Prompt -
Look through the entries below and report how many lines hold the string "seconds". Only the number is wanted.

***** Given information

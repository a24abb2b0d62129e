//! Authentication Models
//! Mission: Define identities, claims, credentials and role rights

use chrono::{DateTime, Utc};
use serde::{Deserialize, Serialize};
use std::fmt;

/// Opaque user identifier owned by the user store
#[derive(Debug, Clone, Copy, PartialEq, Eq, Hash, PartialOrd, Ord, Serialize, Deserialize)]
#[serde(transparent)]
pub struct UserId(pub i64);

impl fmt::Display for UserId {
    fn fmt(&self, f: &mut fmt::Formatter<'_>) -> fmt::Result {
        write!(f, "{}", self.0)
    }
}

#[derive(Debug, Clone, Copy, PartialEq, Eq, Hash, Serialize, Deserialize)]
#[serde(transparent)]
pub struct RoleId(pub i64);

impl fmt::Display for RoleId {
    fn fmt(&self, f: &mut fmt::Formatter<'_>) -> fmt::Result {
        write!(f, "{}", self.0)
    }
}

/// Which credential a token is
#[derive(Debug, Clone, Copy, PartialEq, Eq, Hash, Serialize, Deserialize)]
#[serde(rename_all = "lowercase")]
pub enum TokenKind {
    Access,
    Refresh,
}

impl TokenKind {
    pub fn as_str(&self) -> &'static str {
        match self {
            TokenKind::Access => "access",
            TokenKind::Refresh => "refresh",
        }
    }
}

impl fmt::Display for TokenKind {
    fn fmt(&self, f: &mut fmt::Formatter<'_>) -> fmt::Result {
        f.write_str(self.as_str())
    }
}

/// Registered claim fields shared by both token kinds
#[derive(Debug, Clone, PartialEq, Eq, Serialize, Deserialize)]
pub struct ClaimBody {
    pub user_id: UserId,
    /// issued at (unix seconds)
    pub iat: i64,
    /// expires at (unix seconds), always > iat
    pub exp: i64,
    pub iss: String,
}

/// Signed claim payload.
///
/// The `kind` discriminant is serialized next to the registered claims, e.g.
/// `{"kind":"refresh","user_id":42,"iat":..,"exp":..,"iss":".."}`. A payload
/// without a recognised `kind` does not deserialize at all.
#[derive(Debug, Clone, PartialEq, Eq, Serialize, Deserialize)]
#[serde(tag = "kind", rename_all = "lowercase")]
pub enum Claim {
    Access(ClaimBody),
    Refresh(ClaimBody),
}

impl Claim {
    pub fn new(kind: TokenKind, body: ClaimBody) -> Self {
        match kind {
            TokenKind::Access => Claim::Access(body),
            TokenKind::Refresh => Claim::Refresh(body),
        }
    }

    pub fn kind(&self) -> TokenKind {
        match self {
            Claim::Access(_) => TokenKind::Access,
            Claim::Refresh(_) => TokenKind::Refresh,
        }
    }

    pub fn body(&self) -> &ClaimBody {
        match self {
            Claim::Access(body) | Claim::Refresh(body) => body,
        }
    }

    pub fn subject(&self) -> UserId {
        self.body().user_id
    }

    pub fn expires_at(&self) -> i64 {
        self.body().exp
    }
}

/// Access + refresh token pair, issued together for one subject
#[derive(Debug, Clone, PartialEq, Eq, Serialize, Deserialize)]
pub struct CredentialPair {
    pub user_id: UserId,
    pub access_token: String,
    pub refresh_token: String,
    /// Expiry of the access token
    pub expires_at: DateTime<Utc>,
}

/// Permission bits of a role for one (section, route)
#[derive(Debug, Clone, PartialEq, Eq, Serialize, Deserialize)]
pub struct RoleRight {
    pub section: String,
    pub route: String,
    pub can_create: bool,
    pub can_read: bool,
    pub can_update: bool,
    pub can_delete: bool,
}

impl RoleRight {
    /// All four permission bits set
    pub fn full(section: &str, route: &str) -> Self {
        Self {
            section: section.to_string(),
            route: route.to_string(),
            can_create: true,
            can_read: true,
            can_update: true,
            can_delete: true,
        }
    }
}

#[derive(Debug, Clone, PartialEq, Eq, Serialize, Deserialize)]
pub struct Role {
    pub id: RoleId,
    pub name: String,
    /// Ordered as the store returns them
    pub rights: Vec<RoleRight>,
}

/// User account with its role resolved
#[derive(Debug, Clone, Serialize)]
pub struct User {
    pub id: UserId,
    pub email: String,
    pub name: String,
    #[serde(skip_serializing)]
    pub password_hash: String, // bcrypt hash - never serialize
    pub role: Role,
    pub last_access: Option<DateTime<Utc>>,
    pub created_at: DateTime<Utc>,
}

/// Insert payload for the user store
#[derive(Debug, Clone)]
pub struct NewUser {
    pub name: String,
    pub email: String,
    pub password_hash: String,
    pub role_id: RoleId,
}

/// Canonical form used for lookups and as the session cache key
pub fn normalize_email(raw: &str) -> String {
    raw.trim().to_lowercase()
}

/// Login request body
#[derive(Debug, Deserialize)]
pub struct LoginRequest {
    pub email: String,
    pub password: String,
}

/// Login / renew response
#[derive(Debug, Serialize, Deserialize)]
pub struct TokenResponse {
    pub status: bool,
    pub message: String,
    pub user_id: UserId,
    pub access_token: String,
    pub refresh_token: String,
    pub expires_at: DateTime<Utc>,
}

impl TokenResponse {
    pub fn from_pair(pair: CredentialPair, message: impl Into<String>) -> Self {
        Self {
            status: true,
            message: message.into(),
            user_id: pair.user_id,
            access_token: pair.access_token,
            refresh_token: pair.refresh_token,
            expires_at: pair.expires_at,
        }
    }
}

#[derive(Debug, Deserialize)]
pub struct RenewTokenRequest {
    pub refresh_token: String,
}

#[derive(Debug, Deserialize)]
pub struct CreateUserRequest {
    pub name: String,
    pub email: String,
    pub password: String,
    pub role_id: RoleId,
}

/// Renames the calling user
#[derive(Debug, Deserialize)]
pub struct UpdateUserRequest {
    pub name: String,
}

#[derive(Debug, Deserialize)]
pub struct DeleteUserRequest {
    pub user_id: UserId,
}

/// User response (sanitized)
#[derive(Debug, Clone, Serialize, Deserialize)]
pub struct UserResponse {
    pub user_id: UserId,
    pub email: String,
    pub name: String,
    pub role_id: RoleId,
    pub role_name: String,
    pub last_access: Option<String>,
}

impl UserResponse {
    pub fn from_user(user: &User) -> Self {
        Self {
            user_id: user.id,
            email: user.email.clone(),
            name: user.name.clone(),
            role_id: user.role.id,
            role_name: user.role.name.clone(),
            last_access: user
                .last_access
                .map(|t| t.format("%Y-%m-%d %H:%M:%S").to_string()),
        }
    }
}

**********

Written response -
2